15. Eat dinner at the table
Many eat dinner on the couch in front of the TV. Like all other meals, eat dinner at the table without any distractions. It is confirmed that the fewer environmental factors that distract you and the less stressed you eat, the more nutrients your body will absorb.
16. Avoid sugar drinks
Every little equipped supermarket offers different drinks that are advertised because they "raise energy, alertness, focus, etc.". But also read the declaration on them before buying: they are usually loaded with sugars and we advise you to avoid them. Also, whatever else you drink, from coffee and tea to juices, avoid those that contain sugars and do not add sugars to them.
17. Don't be fooled - not all smoothies are healthy!
Smoothie can be a healthy meal, but rarely what a smoothie I buy. Therefore, we advise you to make smoothies yourself: mix vegetables, some fruit, healthier low-fat or vegetable milk, such as chia seeds. Therefore, when you want a smoothie, make it yourself or (repeatedly) read the declarations and choose ones that have no added sugars.
18. Choose non-processed meat
f you are eating meat, then choose pieces that are only heat-treated and possibly spicy, not ones that you barely recognize as consisting of meat, such as hot dogs, sausages and similar products. The products are regularly extremely rich in salt and preservatives.
19. If you are buying something "on the go", make it as easy as possible
You stopped for gas and you will buy some snack - choose nuts. You will find them at every gas station, and they are a much better solution than the chocolates that most and most often get your attention while waiting in line at the checkout counter.
20. Cook at home as often as possible
If you haven’t done it by now, it’s time to head. If you do not have time to cook every day, cook portions of the meal for the whole week on weekends (for example, roast meat), then add a side dish like salad or fresh vegetables only for a week.
When you prepare the meal yourself, you can best control the ingredients, spices, quantities and ratios, so there is no purchase meal that can pair this.
21. Make a meal plan
The plan will always be easier for you to know what you need to buy or prepare for your next meal. If you do not know how to arrange meals yourself, consult a nutritionist who will design your meal according to your goals, habits and other factors.
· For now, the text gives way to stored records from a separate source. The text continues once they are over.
/// Register the descriptors of a channel in `set`, according to its
/// state. Channels whose output has drained move on to the next
/// state here. When `congested`, nothing more is read from the
/// channel.
pub fn prepare(c: &mut Channel, s: &mut Session, set: &mut PollSet, congested: bool) {
    if c.kind.is_listener() {
        if c.state == ChannelState::Open {
            if let Some(fd) = c.io.sock() {
                set.want_read(fd)
            }
        }
        return;
    }
    match c.state {
        ChannelState::Connecting => {
            if let Some(fd) = c.io.sock() {
                set.want_write(fd)
            }
        }
        ChannelState::Open if s.protocol().is_13() => pre_open_13(c, s, set, congested),
        ChannelState::Open => pre_open(c, s, set, congested),
        ChannelState::InputDraining => pre_input_draining(c, s),
        ChannelState::OutputDraining => pre_output_draining(c, set),
        _ => {}
    }
}

fn pre_open_13(c: &mut Channel, s: &mut Session, set: &mut PollSet, congested: bool) {
    if !congested && c.input.len() < s.max_packet_size() {
        if let Some(fd) = c.io.rfd() {
            set.want_read(fd)
        }
    }
    if !c.output.is_empty() {
        if let Some(fd) = c.io.wfd() {
            set.want_write(fd)
        }
    }
}

fn pre_open(c: &mut Channel, s: &mut Session, set: &mut PollSet, congested: bool) {
    let proto = s.protocol();
    let limit = if proto.is_v2() {
        c.window.remote_window as usize
    } else {
        s.max_packet_size()
    };
    if !congested && c.istate == InputState::Open && limit > 0 && c.input.len() < limit {
        if let Some(fd) = c.io.rfd() {
            set.want_read(fd)
        }
    }
    if c.ostate == OutputState::Open || c.ostate == OutputState::WaitDrain {
        if !c.output.is_empty() {
            if let Some(fd) = c.io.wfd() {
                set.want_write(fd)
            }
        } else if c.ostate == OutputState::WaitDrain {
            if c.efd_output_active(proto) {
                debug!("channel {}: obuf_empty delayed efd {:?}", c.id, c.io.efd());
            } else {
                nchan::obuf_empty(c, s)
            }
        }
    }
    if proto.is_v2() {
        if let Some(efd) = c.io.efd() {
            if c.extended_usage == ExtendedUsage::Write && !c.extended.is_empty() {
                set.want_write(efd)
            } else if !congested
                && !c.flags.contains(CloseFlags::EOF_SENT)
                && c.extended_usage == ExtendedUsage::Read
                && c.extended.len() < c.window.remote_window as usize
            {
                set.want_read(efd)
            }
        }
    }
}

fn pre_input_draining(c: &mut Channel, s: &mut Session) {
    if c.input.is_empty() {
        s.close(c);
        c.state = ChannelState::Closed;
        debug!("channel {}: closing after input drain.", c.id);
    }
}

fn pre_output_draining(c: &mut Channel, set: &mut PollSet) {
    if c.output.is_empty() {
        nchan::mark_dead(c)
    } else if let Some(fd) = c.io.wfd() {
        set.want_write(fd)
    }
}

/// Service the descriptors of a channel after the wait. Listeners are
/// handled by `forward::post_listener`, since they create channels.
pub fn post(c: &mut Channel, s: &mut Session, set: &PollSet) {
    match c.state {
        ChannelState::Connecting => forward::post_connecting(c, s, set),
        ChannelState::Open => {
            handle_rfd(c, s, set);
            handle_wfd(c, s, set);
            if s.protocol().is_v2() {
                handle_efd(c, set);
                check_window(c, s)
            }
        }
        ChannelState::OutputDraining => post_output_drain_13(c, set),
        _ => {}
    }
}

/// The read side reached EOF or failed.
fn read_or_write_failed(c: &mut Channel, s: &mut Session, read: bool) {
    if c.state != ChannelState::Open {
        debug!("channel {}: not open", c.id);
        nchan::mark_dead(c)
    } else if s.protocol().is_13() {
        c.output.clear();
        c.state = ChannelState::InputDraining;
        debug!("channel {}: input draining.", c.id);
    } else if read {
        nchan::read_failed(c, s)
    } else {
        nchan::write_failed(c, s)
    }
}

fn handle_rfd(c: &mut Channel, s: &mut Session, set: &PollSet) {
    if !set.readable(c.io.rfd()) {
        return;
    }
    let mut buf = [0; READ_SIZE];
    let len = match c.io.read(&mut buf) {
        Err(ref e) if would_block(e) => return,
        Ok(0) => {
            debug!("channel {}: read<=0 rfd {:?} len 0", c.id, c.io.rfd());
            return read_or_write_failed(c, s, true);
        }
        Err(e) => {
            debug!("channel {}: read<=0 rfd {:?}: {}", c.id, c.io.rfd(), e);
            return read_or_write_failed(c, s, true);
        }
        Ok(n) => n,
    };
    let verdict = match c.input_filter {
        Some(ref mut filter) => filter(&buf[..len], &mut c.input),
        None => {
            c.input.append(&buf[..len]);
            Filter::Accept
        }
    };
    if verdict == Filter::Reject {
        debug!("channel {}: filter stops", c.id);
        nchan::read_failed(c, s)
    }
}

fn handle_wfd(c: &mut Channel, s: &mut Session, set: &PollSet) {
    if c.output.is_empty() || !set.writable(c.io.wfd()) {
        return;
    }
    let len = match c.io.write(c.output.peek()) {
        Err(ref e) if would_block(e) => return,
        Ok(0) => return read_or_write_failed(c, s, false),
        Err(e) => {
            debug!("channel {}: write failed: {}", c.id, e);
            return read_or_write_failed(c, s, false);
        }
        Ok(n) => n,
    };
    if s.protocol().is_v2() && c.is_tty && c.output.peek()[0] != b'\r' {
        if let Some(wfd) = c.io.wfd() {
            if fd::tty_reading_password(wfd) {
                // Match the size of a data message (4 bytes of channel
                // id, then the data) for echo that did not happen.
                s.ignore(4 + len)
            }
        }
    }
    c.output.consume(len);
    if s.protocol().is_v2() {
        c.window.consumed(len)
    }
}

fn handle_efd(c: &mut Channel, set: &PollSet) {
    let efd = match c.io.efd() {
        Some(efd) => efd,
        None => return,
    };
    match c.extended_usage {
        ExtendedUsage::Write if !c.extended.is_empty() && set.writable(Some(efd)) => {
            match c.io.write_extended(c.extended.peek()) {
                Err(ref e) if would_block(e) => {}
                Ok(n) if n > 0 => {
                    debug!("channel {}: written {} to efd {}", c.id, n, efd);
                    c.extended.consume(n);
                    c.window.consumed(n)
                }
                _ => {
                    debug!("channel {}: closing write-efd {}", c.id, efd);
                    c.io.close_efd();
                }
            }
        }
        ExtendedUsage::Read if set.readable(Some(efd)) => {
            let mut buf = [0; READ_SIZE];
            match c.io.read_extended(&mut buf) {
                Err(ref e) if would_block(e) => {}
                Ok(n) if n > 0 => {
                    debug!("channel {}: read {} from efd {}", c.id, n, efd);
                    c.extended.append(&buf[..n])
                }
                _ => {
                    debug!("channel {}: closing read-efd {}", c.id, efd);
                    c.io.close_efd();
                }
            }
        }
        _ => {}
    }
}

fn post_output_drain_13(c: &mut Channel, set: &PollSet) {
    if c.output.is_empty() || !set.writable(c.io.wfd()) {
        return;
    }
    match c.io.write(c.output.peek()) {
        Err(ref e) if would_block(e) => {}
        Ok(n) if n > 0 => c.output.consume(n),
        _ => c.output.clear(),
    }
}

/// Move buffered input of every channel to the peer, within the
/// windows and packet sizes it granted, and complete the input half
/// of channels whose input has drained.
pub fn output_poll(channels: &mut ChannelTable, s: &mut Session) {
    let proto = s.protocol();
    for c in channels.iter_mut() {
        if c.kind.is_listener() {
            continue;
        }
        if proto.is_13() {
            if c.state != ChannelState::Open && c.state != ChannelState::InputDraining {
                continue;
            }
        } else if c.state != ChannelState::Open {
            continue;
        }
        if proto.is_v2()
            && c
                .flags
                .intersects(CloseFlags::CLOSE_SENT | CloseFlags::CLOSE_RCVD)
        {
            continue;
        }
        if (c.istate == InputState::Open || c.istate == InputState::WaitDrain) && !c.input.is_empty() {
            let len = c.input.len();
            let len = if proto.is_v2() {
                c.window.outbound_chunk(len)
            } else if s.is_interactive() {
                if len > 1024 {
                    512
                } else {
                    len
                }
            } else {
                std::cmp::min(len, s.max_packet_size() / 2)
            };
            if len > 0 {
                s.data(c, &c.input.peek()[..len]);
                c.input.consume(len);
                if proto.is_v2() {
                    c.window.sent(len)
                }
            }
        } else if c.istate == InputState::WaitDrain {
            if proto.is_v2()
                && !c.flags.contains(CloseFlags::EOF_SENT)
                && c.efd_input_active(proto)
            {
                debug!("channel {}: ibuf_empty delayed efd {:?}/({})", c.id, c.io.efd(), c.extended.len());
            } else {
                nchan::ibuf_empty(c, s)
            }
        }
        if proto.is_v2()
            && !c.flags.contains(CloseFlags::EOF_SENT)
            && c.extended_usage == ExtendedUsage::Read
            && !c.extended.is_empty()
        {
            let len = c.window.outbound_chunk(c.extended.len());
            if len > 0 {
                debug!(
                    "channel {}: rwin {} elen {}",
                    c.id,
                    c.window.remote_window,
                    c.extended.len()
                );
                s.extended_data(c, crate::msg::EXTENDED_DATA_STDERR, &c.extended.peek()[..len]);
                c.extended.consume(len);
                c.window.sent(len);
                debug!("channel {}: sent ext data {}", c.id, len);
            }
        }
    }
}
22. Try to love saving your meal
As well as preparing the meal in advance, saving the meal in containers is a significant amount of time. Buy enough containers to store different sizes of food and you can have all your meals ready for the whole working week ahead of you at the weekend.
23. You don't have to eat everything on your plate
Although many find this obscene, you don't really have to eat everything on your plate. If you feel tired at one point, stop eating. If you are uncomfortable leaving food, save it for your next meal, but do not put it in it just so it does not remain behind.
24. Make more food and divide it into more meals
For example, if you are baking meat or making sarma, it is advisable to prepare a larger quantity and spread it over multiple meals. That way you save a lot of time preparing and being calm with your preparation.
25. Give yourself a break
Treat yourself when you deserve it! Also, if you are hanging out with friends or a business meal, you do not have to strictly follow the rules. One meal will not really do much harm, the damage happens when such meals are too frequent, regular and overweight.
Start slowly, take one at a time, and after a while you will simply become aware that you are eating healthier without much effort, sacrifice, and a sense of renunciation.